Dataset excerpts
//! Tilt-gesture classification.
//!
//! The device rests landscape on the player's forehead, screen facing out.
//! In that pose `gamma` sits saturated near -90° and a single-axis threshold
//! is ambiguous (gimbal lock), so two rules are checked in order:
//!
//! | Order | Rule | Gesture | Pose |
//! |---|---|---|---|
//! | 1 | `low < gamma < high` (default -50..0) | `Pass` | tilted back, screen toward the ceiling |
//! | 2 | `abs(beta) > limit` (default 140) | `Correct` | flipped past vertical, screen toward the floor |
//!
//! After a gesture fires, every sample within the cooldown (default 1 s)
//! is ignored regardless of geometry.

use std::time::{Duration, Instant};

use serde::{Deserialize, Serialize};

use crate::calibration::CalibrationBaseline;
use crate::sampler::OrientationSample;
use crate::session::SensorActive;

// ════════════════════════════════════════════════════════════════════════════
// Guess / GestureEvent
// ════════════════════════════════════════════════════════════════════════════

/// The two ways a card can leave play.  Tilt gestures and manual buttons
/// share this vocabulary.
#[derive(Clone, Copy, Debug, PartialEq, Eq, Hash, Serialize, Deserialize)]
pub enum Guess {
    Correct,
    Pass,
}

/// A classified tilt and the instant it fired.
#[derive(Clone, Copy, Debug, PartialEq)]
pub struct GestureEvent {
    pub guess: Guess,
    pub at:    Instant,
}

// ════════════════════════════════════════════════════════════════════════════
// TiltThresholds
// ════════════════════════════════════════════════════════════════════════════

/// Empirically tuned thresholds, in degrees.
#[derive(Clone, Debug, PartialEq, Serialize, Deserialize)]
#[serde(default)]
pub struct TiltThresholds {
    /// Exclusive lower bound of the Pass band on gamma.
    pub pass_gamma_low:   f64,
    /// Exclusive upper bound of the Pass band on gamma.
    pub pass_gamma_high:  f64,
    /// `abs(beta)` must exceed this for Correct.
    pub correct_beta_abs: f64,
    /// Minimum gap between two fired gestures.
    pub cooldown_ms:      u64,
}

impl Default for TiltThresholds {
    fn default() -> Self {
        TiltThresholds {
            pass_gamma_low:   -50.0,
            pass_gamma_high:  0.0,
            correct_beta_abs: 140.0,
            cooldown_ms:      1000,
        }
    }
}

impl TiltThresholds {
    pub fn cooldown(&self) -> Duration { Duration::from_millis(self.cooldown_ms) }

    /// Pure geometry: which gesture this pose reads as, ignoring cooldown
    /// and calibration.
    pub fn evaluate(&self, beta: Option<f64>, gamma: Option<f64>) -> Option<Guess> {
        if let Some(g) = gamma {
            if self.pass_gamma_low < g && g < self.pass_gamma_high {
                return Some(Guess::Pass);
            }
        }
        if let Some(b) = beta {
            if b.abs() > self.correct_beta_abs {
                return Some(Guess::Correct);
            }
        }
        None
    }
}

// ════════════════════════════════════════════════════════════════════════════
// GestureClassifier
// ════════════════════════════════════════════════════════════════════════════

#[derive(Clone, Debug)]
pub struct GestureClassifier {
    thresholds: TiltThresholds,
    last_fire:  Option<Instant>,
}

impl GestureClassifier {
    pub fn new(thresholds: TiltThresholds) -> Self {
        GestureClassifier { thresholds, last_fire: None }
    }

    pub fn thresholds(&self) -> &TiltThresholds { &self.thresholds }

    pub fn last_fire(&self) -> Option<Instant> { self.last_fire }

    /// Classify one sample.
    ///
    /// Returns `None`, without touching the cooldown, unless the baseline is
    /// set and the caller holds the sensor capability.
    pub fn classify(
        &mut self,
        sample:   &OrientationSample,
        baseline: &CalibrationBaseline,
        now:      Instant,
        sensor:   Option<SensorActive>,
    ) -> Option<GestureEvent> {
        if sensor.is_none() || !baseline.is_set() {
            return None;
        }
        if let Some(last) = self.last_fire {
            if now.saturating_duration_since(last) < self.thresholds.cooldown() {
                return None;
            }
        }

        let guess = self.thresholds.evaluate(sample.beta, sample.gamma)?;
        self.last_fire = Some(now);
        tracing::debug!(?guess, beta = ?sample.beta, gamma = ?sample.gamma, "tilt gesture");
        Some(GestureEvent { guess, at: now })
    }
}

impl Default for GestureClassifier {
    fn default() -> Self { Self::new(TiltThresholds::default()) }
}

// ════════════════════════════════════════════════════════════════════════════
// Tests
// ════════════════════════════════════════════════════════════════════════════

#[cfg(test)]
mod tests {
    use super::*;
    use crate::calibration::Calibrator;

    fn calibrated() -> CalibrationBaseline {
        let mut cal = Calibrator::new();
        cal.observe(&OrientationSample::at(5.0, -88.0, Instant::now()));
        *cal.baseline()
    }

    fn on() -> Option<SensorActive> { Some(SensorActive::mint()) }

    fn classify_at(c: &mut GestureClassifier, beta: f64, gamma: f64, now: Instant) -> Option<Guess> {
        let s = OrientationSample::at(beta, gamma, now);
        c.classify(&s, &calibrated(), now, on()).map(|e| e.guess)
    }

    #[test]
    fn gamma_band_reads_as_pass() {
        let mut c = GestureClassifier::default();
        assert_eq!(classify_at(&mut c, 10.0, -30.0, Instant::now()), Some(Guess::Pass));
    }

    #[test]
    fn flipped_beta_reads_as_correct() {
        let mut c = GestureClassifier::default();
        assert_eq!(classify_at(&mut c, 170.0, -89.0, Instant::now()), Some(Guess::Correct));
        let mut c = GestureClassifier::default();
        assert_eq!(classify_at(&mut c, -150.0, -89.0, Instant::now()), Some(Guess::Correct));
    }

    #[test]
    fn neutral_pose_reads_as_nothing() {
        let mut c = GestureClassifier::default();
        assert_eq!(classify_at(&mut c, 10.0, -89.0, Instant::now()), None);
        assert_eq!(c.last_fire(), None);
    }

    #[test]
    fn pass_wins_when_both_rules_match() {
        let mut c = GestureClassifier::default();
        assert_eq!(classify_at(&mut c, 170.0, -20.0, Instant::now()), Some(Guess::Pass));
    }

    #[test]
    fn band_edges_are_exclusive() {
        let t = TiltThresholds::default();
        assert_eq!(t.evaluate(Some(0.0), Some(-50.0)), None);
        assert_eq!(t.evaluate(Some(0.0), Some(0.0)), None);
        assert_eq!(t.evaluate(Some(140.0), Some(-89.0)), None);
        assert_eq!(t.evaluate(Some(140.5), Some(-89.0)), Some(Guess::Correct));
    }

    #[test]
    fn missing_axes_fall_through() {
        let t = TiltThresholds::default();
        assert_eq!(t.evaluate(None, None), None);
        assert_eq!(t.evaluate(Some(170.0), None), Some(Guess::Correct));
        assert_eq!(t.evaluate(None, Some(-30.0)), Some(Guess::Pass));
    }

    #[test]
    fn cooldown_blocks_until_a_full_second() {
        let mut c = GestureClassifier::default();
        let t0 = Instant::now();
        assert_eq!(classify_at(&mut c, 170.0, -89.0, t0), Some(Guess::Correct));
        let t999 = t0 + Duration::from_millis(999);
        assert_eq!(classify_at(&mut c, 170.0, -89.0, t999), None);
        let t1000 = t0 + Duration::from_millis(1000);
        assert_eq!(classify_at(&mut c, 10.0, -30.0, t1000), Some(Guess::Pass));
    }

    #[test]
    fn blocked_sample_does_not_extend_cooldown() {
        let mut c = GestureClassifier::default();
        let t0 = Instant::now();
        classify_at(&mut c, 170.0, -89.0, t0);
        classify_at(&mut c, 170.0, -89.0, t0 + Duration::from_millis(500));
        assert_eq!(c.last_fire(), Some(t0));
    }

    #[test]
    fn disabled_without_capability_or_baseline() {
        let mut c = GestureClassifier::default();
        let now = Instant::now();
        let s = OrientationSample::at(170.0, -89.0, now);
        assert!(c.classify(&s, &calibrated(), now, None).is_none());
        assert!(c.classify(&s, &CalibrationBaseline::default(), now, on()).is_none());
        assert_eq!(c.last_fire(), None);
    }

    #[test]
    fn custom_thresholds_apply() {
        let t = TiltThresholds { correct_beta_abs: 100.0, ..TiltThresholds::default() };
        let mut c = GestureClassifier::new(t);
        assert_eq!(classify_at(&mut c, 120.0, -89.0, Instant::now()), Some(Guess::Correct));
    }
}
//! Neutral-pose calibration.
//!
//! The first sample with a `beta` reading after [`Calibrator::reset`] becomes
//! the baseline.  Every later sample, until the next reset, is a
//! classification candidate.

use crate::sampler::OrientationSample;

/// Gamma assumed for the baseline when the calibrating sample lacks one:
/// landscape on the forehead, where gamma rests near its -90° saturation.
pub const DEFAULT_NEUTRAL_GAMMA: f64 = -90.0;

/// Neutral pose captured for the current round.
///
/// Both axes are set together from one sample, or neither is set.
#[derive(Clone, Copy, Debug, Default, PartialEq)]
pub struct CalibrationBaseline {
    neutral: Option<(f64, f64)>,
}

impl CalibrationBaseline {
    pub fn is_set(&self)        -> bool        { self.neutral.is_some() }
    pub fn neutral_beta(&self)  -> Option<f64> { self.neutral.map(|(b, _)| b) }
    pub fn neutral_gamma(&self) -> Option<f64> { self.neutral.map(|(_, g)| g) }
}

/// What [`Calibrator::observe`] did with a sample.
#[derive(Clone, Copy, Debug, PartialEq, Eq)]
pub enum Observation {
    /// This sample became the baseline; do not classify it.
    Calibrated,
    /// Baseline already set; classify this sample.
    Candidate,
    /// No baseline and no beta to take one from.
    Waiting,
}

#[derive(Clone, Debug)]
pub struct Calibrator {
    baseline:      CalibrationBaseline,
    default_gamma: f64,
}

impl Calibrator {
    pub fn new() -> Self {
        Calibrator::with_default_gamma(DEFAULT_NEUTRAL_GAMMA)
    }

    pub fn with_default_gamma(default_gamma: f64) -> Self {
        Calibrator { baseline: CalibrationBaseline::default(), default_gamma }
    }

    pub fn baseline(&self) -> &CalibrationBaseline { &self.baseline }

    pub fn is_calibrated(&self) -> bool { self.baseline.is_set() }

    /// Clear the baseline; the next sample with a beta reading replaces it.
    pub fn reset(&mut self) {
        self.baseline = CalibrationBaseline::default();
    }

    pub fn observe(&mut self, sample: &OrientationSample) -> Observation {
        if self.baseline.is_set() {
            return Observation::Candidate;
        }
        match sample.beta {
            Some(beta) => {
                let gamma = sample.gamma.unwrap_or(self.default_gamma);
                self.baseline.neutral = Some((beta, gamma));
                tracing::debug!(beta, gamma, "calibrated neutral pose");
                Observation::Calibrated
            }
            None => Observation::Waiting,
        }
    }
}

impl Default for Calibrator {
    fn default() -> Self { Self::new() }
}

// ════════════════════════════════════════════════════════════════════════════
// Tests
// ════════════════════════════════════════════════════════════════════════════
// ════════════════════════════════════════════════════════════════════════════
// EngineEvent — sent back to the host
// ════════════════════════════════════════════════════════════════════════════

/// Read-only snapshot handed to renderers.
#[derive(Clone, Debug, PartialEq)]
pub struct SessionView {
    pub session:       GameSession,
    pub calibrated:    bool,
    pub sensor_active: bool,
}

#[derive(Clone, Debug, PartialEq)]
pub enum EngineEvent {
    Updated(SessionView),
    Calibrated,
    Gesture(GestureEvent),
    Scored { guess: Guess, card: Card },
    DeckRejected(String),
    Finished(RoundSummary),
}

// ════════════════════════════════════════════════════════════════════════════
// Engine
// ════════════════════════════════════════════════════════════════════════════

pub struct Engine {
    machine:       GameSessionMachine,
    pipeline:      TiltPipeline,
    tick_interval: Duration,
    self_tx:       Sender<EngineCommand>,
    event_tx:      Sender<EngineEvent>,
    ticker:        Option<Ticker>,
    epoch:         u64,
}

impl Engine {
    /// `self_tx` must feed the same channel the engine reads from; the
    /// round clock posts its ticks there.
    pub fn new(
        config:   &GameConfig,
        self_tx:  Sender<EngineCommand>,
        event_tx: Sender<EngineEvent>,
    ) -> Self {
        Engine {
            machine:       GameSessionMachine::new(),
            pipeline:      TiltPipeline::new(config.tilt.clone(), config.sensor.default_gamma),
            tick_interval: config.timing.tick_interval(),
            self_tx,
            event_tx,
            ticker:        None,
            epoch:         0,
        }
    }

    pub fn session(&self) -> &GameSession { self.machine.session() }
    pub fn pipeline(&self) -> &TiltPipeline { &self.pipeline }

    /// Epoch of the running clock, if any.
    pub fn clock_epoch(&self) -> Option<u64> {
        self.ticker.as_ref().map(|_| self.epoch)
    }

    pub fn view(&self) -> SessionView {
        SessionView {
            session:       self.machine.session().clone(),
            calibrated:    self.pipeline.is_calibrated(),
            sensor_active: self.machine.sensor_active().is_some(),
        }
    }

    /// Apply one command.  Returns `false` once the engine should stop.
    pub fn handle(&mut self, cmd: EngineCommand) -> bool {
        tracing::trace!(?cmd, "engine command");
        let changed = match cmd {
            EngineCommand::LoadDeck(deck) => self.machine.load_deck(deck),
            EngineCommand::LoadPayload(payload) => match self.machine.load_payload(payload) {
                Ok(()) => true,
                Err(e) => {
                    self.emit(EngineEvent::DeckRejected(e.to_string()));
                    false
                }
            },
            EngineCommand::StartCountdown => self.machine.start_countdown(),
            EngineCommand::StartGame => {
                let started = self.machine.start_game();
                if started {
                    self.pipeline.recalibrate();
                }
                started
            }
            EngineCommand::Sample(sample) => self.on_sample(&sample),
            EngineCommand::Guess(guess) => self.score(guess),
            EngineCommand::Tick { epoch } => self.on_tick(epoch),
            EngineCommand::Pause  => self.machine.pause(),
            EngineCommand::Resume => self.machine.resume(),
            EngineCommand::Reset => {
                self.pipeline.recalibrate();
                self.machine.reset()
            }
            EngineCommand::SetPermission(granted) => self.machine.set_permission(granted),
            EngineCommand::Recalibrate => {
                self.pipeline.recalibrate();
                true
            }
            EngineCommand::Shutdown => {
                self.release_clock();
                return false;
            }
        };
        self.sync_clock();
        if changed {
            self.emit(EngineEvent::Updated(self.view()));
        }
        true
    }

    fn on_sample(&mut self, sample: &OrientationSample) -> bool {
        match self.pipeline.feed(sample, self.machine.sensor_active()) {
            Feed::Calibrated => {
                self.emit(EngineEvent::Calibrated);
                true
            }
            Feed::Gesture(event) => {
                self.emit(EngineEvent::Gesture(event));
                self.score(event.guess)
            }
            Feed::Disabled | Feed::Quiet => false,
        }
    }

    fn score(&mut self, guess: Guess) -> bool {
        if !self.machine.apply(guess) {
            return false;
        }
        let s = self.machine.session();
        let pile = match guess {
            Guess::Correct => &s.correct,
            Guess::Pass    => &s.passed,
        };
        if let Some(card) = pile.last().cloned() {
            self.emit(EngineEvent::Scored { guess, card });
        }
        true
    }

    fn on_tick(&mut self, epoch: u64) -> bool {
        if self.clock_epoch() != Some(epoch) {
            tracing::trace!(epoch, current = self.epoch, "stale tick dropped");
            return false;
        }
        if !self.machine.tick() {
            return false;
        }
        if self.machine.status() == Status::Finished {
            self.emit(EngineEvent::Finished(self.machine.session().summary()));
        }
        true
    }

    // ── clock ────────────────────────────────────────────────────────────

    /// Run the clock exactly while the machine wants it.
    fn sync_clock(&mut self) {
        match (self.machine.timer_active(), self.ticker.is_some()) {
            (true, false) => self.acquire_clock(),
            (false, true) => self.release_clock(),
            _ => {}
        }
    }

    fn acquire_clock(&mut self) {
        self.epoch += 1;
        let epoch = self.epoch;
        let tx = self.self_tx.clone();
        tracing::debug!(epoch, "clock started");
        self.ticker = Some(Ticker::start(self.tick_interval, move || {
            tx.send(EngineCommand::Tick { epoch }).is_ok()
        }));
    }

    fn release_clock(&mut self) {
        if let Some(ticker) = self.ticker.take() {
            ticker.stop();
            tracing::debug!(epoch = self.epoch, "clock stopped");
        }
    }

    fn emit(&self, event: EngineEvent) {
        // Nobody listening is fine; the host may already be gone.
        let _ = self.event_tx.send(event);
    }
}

» WHAT NEEDS TO BE DONE
Copy every line from the records above that contains the string "Returns".

» SOLUTION FOR THIS TASK
    /// Returns `None`, without touching the cooldown, unless the baseline is
    /// Apply one command.  Returns `false` once the engine should stop.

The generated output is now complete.